The court may not hear the case until at least September, and probably won’t rule until after mid-term congressional elections in November. [...]The lawyer for the land owners who brought the case is David Domina, who is seeking the Democratic nomination for U.S. Senate seat being vacated after a single term by Republican Mike Johanns.
Stacy erred in allowing a challenge by three property owners to move forward because they hadn’t shown they had been injured as taxpayers by the state’s plan, Heineman, a Republican, said in a filing yesterday.
State Attorney General Jon Bruning, a Republican running to succeed Heineman as governor, argued that the trial judge set too low a threshold for taxpayers to bring court challenges to state legislation.
There's more about this below the fold.
So the case won't be decided for months and, if that ruling affirms Stacy's ruling giving the Public Service Commission authority over where the pipeline can be built, it could be well into 2015 before the route is approved...if it is.
That created an issue for the Obama administration, which had previously planned to have completed by early May its lengthy review of whether the Keystone XL is in the "national interest," a requirement for any pipeline, bridge, tunnel or tramway that crosses international boundaries. Since late February, the State Department has been evaluating millions of public comments and the assessments of several federal departments that are making their views known on whether they view Keystone XL as being in the national interest or falls short.

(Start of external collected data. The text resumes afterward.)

use std::io::Read;

use crate::{parse_boundary, DecodeLimits, FormData, MultipartDecoder, UrlEncodedDecoder};

/// A body decoder picked from the request's `Content-Type`.
///
/// The multipart boundary is taken from the same header when the decoder is
/// selected, so decoding only needs the body.
///
/// # Examples
///
/// ```
/// use formdec::{DecodeLimits, FormDecoder};
///
/// let content_type = "application/x-www-form-urlencoded";
/// let decoder = FormDecoder::for_content_type(content_type, DecodeLimits::default()).unwrap();
///
/// let form = decoder.decode(&b"q=rust+lang"[..], None).unwrap();
/// assert_eq!(form.text("q"), Some("rust lang"));
/// ```
pub enum FormDecoder {
    Multipart { decoder: MultipartDecoder, boundary: String },
    UrlEncoded(UrlEncodedDecoder),
}

impl FormDecoder {
    /// Selects the decoder for `content_type`.
    ///
    /// Fails with [`Error::UnsupportedContentType`](crate::Error::UnsupportedContentType)
    /// for anything but multipart or urlencoded form data, and with
    /// [`Error::MissingBoundary`](crate::Error::MissingBoundary) for multipart
    /// without a boundary.
    pub fn for_content_type(content_type: &str, limits: DecodeLimits) -> crate::Result<FormDecoder> {
        let m = content_type
            .parse::<mime::Mime>()
            .map_err(crate::Error::DecodeContentType)?;

        if m.type_() == mime::MULTIPART && m.subtype() == mime::FORM_DATA {
            Ok(FormDecoder::Multipart {
                decoder: MultipartDecoder::new(limits),
                boundary: parse_boundary(content_type)?,
            })
        } else if m.type_() == mime::APPLICATION && m.subtype() == mime::WWW_FORM_URLENCODED {
            Ok(FormDecoder::UrlEncoded(UrlEncodedDecoder::new(limits)))
        } else {
            Err(crate::Error::UnsupportedContentType(m.essence_str().to_owned()))
        }
    }

    pub fn decode<R: Read>(&self, source: R, content_length: Option<u64>) -> crate::Result<FormData> {
        match self {
            FormDecoder::Multipart { decoder, boundary } => decoder.decode_boundary(source, boundary, content_length),
            FormDecoder::UrlEncoded(decoder) => decoder.decode(source, content_length),
        }
    }
}

#[cfg(test)]
mod tests {
    use super::*;

    #[test]
    fn test_for_content_type() {
        let limits = DecodeLimits::default();

        match FormDecoder::for_content_type("multipart/form-data; boundary=B", limits) {
            Ok(FormDecoder::Multipart { boundary, .. }) => assert_eq!(boundary, "B"),
            _ => panic!("expected a multipart decoder"),
        }
        assert!(matches!(
            FormDecoder::for_content_type("multipart/form-data", limits),
            Err(crate::Error::MissingBoundary)
        ));
        assert!(matches!(
            FormDecoder::for_content_type("Application/X-WWW-Form-Urlencoded; charset=utf-8", limits),
            Ok(FormDecoder::UrlEncoded(_))
        ));
        assert!(matches!(
            FormDecoder::for_content_type("text/plain", limits),
            Err(crate::Error::UnsupportedContentType(_))
        ));
        assert!(matches!(
            FormDecoder::for_content_type("not a mime", limits),
            Err(crate::Error::DecodeContentType(_))
        ));
    }

    #[test]
    fn test_decode_dispatch() {
        let content_type = "multipart/form-data; boundary=B";
        let decoder = FormDecoder::for_content_type(content_type, DecodeLimits::default()).unwrap();
        let body = "--B\r\nContent-Disposition: form-data; name=\"a\"\r\n\r\nvalue1\r\n--B--\r\n";

        let form = decoder.decode(body.as_bytes(), None).unwrap();
        assert_eq!(form.text("a"), Some("value1"));
    }
}
//! Determines which cluster node the restored instance must replicate from.

use crate::config::{ClusterTopology, NodeInfo};
use crate::errors::{AppError, Result};
use crate::restore::mode::{RestoreMode, Role};
use crate::status::BackupStatus;

#[derive(Debug, Clone, PartialEq)]
pub enum PeerResolution {
    /// Replication will not be configured; no peer validation performed.
    None,
    Peer { host: String, node: NodeInfo },
}

/// Resolves the replication peer from backup metadata and topology.
///
/// Runs before any destructive step: an unknown peer must abort the run while
/// the node is still untouched.
pub fn resolve_peer(
    mode: RestoreMode,
    status: &BackupStatus,
    topology: &ClusterTopology,
    skip_mysqld: bool,
) -> Result<PeerResolution> {
    // Only a slave destination gets replication wired up; everything else
    // needs no peer, even if the backup metadata names an unknown host.
    if skip_mysqld || mode.dest_role() != Some(Role::Slave) {
        return Ok(PeerResolution::None);
    }

    let host = match mode.source_role() {
        Some(Role::Slave) => {
            // The backup recorded the IP of the origin slave's master; map it
            // back to a node name. Unresolvable values stay as-is and fail the
            // topology check below.
            let recorded = status
                .slave_coordinates
                .as_ref()
                .map(|s| s.master_host.as_str())
                .ok_or(AppError::IncompleteStatus("slave_coordinates"))?;
            topology.node_by_ip(recorded).unwrap_or(recorded).to_string()
        }
        _ => status.origin_host.clone(),
    };

    match topology.nodes.get(&host) {
        Some(node) => Ok(PeerResolution::Peer { host, node: node.clone() }),
        None => Err(AppError::UnknownPeer(host)),
    }
}

#[cfg(test)]
mod tests {
    use super::*;
    use crate::restore::logic::tests::{sample_status, sample_topology};

    fn mode(s: &str) -> RestoreMode {
        RestoreMode::parse(s).expect("valid mode")
    }

    #[test]
    fn test_single_dest_skips_peer_validation() -> anyhow::Result<()> {
        let topology = sample_topology();
        let mut status = sample_status();
        // Unknown origin must not matter when replication is off the table.
        status.origin_host = "ghost-node".to_string();

        for m in ["single-single", "slave-single", "master-single"] {
            assert_eq!(
                resolve_peer(mode(m), &status, &topology, false)?,
                PeerResolution::None,
                "mode {m}"
            );
        }
        assert_eq!(
            resolve_peer(mode("data-only"), &status, &topology, false)?,
            PeerResolution::None
        );
        Ok(())
    }

    #[test]
    fn test_skip_mysqld_skips_peer_validation() -> anyhow::Result<()> {
        let topology = sample_topology();
        let mut status = sample_status();
        status.origin_host = "ghost-node".to_string();
        assert_eq!(
            resolve_peer(mode("master-slave"), &status, &topology, true)?,
            PeerResolution::None
        );
        Ok(())
    }

    #[test]
    fn test_master_source_uses_origin_host() -> anyhow::Result<()> {
        let topology = sample_topology();
        let status = sample_status(); // origin_host = node2
        match resolve_peer(mode("master-slave"), &status, &topology, false)? {
            PeerResolution::Peer { host, node } => {
                assert_eq!(host, "node2");
                assert_eq!(node.ip, "10.0.0.2");
            }
            other => panic!("expected peer, got {other:?}"),
        }
        Ok(())
    }

    #[test]
    fn test_slave_source_reverse_looks_up_master_ip() -> anyhow::Result<()> {
        let topology = sample_topology();
        let status = sample_status(); // slave_coordinates.master_host = 10.0.0.3 = node3
        match resolve_peer(mode("slave-slave"), &status, &topology, false)? {
            PeerResolution::Peer { host, .. } => assert_eq!(host, "node3"),
            other => panic!("expected peer, got {other:?}"),
        }
        Ok(())
    }

    #[test]
    fn test_unknown_peer_is_fatal() {
        let topology = sample_topology();
        let mut status = sample_status();
        status.origin_host = "ghost-node".to_string();
        match resolve_peer(mode("master-slave"), &status, &topology, false) {
            Err(AppError::UnknownPeer(host)) => assert_eq!(host, "ghost-node"),
            other => panic!("expected UnknownPeer, got {other:?}"),
        }
    }

    #[test]
    fn test_unresolvable_master_ip_is_unknown_peer() {
        let topology = sample_topology();
        let mut status = sample_status();
        status.slave_coordinates.as_mut().unwrap().master_host = "192.168.99.99".to_string();
        match resolve_peer(mode("slave-slave"), &status, &topology, false) {
            Err(AppError::UnknownPeer(host)) => assert_eq!(host, "192.168.99.99"),
            other => panic!("expected UnknownPeer, got {other:?}"),
        }
    }

    #[test]
    fn test_slave_source_without_slave_coordinates() {
        let topology = sample_topology();
        let mut status = sample_status();
        status.slave_coordinates = None;
        assert!(matches!(
            resolve_peer(mode("slave-slave"), &status, &topology, false),
            Err(AppError::IncompleteStatus("slave_coordinates"))
        ));
    }
}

Among outside observers of the review process, it was expected that Secretary of State John Kerry would present his recommendation on the pipeline to the president sometime in May or early June. On Friday, however, the administration said it would delay a decision until after the Nebraska routing appeal is resolved. That means no thumbs up or down on the pipeline until after the midterm elections and possibly much longer.
Both foes and supporters have argued that this latest in a series of delays is solely due to election politics and Obama should bite the bullet and make his decision already. That, however, would first require a new presidential executive order to be issued right in the middle of a process whose roots date back to 1968.